Mais le boom de l’IA implique une autre source d’incertitude pour l’avenir immobilier de la ville. « L’accaparement des terres pour les talents et l’espace est immédiat, mais l’incertitude détermine la manière dont ils s’engagent », a noté JLL dans son rapport trimestriel. « Les entreprises d’IA de New York occupent beaucoup plus d’espace que ce dont leurs effectifs actuels ont besoin, en prévision des embauches qu’elles s’attendent à faire. »
JLL a ajouté qu’une caractéristique notable de ces baux est que les entreprises d’IA « exigent des structures de location flexibles avec des mécanismes d’ajustement intégrés et des installations reconfigurables ».
L’activité de l’IA, a prévenu Margolin, « est une tendance qui rappelle le boom du point com (et nous nous souvenons tous de la façon dont cela s’est terminé). » Mais il a ajouté que « cette fois, ils se concentrent clairement sur des immeubles de premier plan situés dans des emplacements privilégiés, ce qui pousse le marché de classe A vers de nouveaux sommets ».
Les chefs d’entreprise se montrent prudents, évaluant les coûts pour la ville alors que de nouvelles taxes sont débattues. Les entreprises qui dépendent de l’accès aux talents, aux capitaux et aux clients peuvent continuer à rester à New York. Dans le même temps, le prochain bureau, la prochaine équipe ou la prochaine expansion auront plus de chances d’atterrir dans un endroit moins cher. « C’est la raison pour laquelle vous constaterez une sorte d’exode progressif au fil du temps », a déclaré Fulop à CNBC.

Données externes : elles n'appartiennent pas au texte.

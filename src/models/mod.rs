use chrono::{DateTime, Utc};
use serde::{Deserialize, Serialize};
use std::collections::BTreeMap;
use std::fmt;
use std::str::FromStr;

/// Property category offered by the criteria selector
#[derive(Debug, Clone, Copy, PartialEq, Eq, Hash)]
pub enum PropertyType {
    MultiFamily,
    Retail,
    Industrial,
    Land,
}

impl PropertyType {
    pub const ALL: [PropertyType; 4] = [
        PropertyType::MultiFamily,
        PropertyType::Retail,
        PropertyType::Industrial,
        PropertyType::Land,
    ];

    /// Label stored in the `propertyType` field of each document
    pub fn label(self) -> &'static str {
        match self {
            PropertyType::MultiFamily => "Multi Family",
            PropertyType::Retail => "Retail",
            PropertyType::Industrial => "Industrial",
            PropertyType::Land => "Land",
        }
    }
}

impl fmt::Display for PropertyType {
    fn fmt(&self, f: &mut fmt::Formatter<'_>) -> fmt::Result {
        f.write_str(self.label())
    }
}

impl FromStr for PropertyType {
    type Err = String;

    fn from_str(s: &str) -> Result<Self, Self::Err> {
        let key: String = s
            .trim()
            .chars()
            .filter(|c| !c.is_whitespace() && *c != '-' && *c != '_')
            .collect::<String>()
            .to_lowercase();

        match key.as_str() {
            "multifamily" => Ok(PropertyType::MultiFamily),
            "retail" => Ok(PropertyType::Retail),
            "industrial" => Ok(PropertyType::Industrial),
            "land" => Ok(PropertyType::Land),
            _ => Err(format!(
                "unknown property type '{}' (expected one of: Multi Family, Retail, Industrial, Land)",
                s
            )),
        }
    }
}

/// Untyped value of a stored document field
#[derive(Debug, Clone, PartialEq)]
pub enum FieldValue {
    Null,
    Boolean(bool),
    Integer(i64),
    Double(f64),
    String(String),
    Timestamp(DateTime<Utc>),
    Array(Vec<FieldValue>),
    Map(BTreeMap<String, FieldValue>),
}

/// Document as returned by the data store, before validation
#[derive(Debug, Clone, PartialEq, Default)]
pub struct RawDocument {
    pub id: String,
    pub fields: BTreeMap<String, FieldValue>,
}

impl RawDocument {
    pub fn new(id: impl Into<String>) -> Self {
        Self {
            id: id.into(),
            fields: BTreeMap::new(),
        }
    }

    pub fn with_field(mut self, name: impl Into<String>, value: FieldValue) -> Self {
        self.fields.insert(name.into(), value);
        self
    }

    pub fn get(&self, name: &str) -> Option<&FieldValue> {
        self.fields.get(name)
    }
}

/// Comparable sale row shown in the results table
#[derive(Debug, Clone, Serialize, Deserialize, PartialEq)]
#[serde(rename_all = "camelCase")]
pub struct PropertyRecord {
    pub id: String,
    pub address: String,
    pub sale_date: DateTime<Utc>,
    pub actual_cap_rate: f64,
    pub price_per_unit: f64,
    pub number_of_units: f64,
    pub year_built: f64,
    pub property_type: String,
    pub total_square_feet: f64,
}

#[cfg(test)]
mod tests {
    use super::*;

    #[test]
    fn property_type_parses_labels_and_slugs() {
        assert_eq!("Multi Family".parse::<PropertyType>(), Ok(PropertyType::MultiFamily));
        assert_eq!("multi-family".parse::<PropertyType>(), Ok(PropertyType::MultiFamily));
        assert_eq!("RETAIL".parse::<PropertyType>(), Ok(PropertyType::Retail));
        assert!("Office".parse::<PropertyType>().is_err());
    }

    #[test]
    fn labels_round_trip_through_display() {
        for kind in PropertyType::ALL {
            assert_eq!(kind.to_string().parse::<PropertyType>(), Ok(kind));
        }
    }

    #[test]
    fn record_serializes_with_store_field_names() {
        let record = PropertyRecord {
            id: "abc".to_string(),
            address: "1 Main St".to_string(),
            sale_date: Utc::now(),
            actual_cap_rate: 5.5,
            price_per_unit: 120_000.0,
            number_of_units: 8.0,
            year_built: 1985.0,
            property_type: "Retail".to_string(),
            total_square_feet: 9_000.0,
        };

        let json = serde_json::to_value(&record).unwrap();
        assert_eq!(json["actualCapRate"], 5.5);
        assert_eq!(json["propertyType"], "Retail");
        assert!(json.get("saleDate").is_some());
    }
}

Même avec des loyers et une absorption nette d’espaces de bureaux en hausse et des postes vacants en baisse, JLL a décrit la demande globale du marché comme « stable » et l’activité de développement comme « mesurée ».
Toute décision d’une grande entreprise de quitter New York a un incidence sur l’économie de la ville, avec des risques tels qu’une hausse du chômage et une baisse des recettes fiscales, selon Malhotra. Et pour le marché immobilier de bureaux en particulier, l’augmentation des taux d’inoccupation et la baisse de la croissance des loyers exercent une pression sur les activités des sociétés immobilières commerciales, a-t-il ajouté.
Fulop a averti que les décisions politiques prises aujourd’hui pourraient déterminer si New York capterait la croissance future ou continuerait de perdre à la marge. « Je pense que cette déconnexion est en grande partie due à la politique, et c’est le genre de choses sur lesquelles nous devons réagir », a-t-il déclaré.
Source : www.cnbc.com
Conclusion : Notre rédaction suivra les développements à venir et partagera des analyses.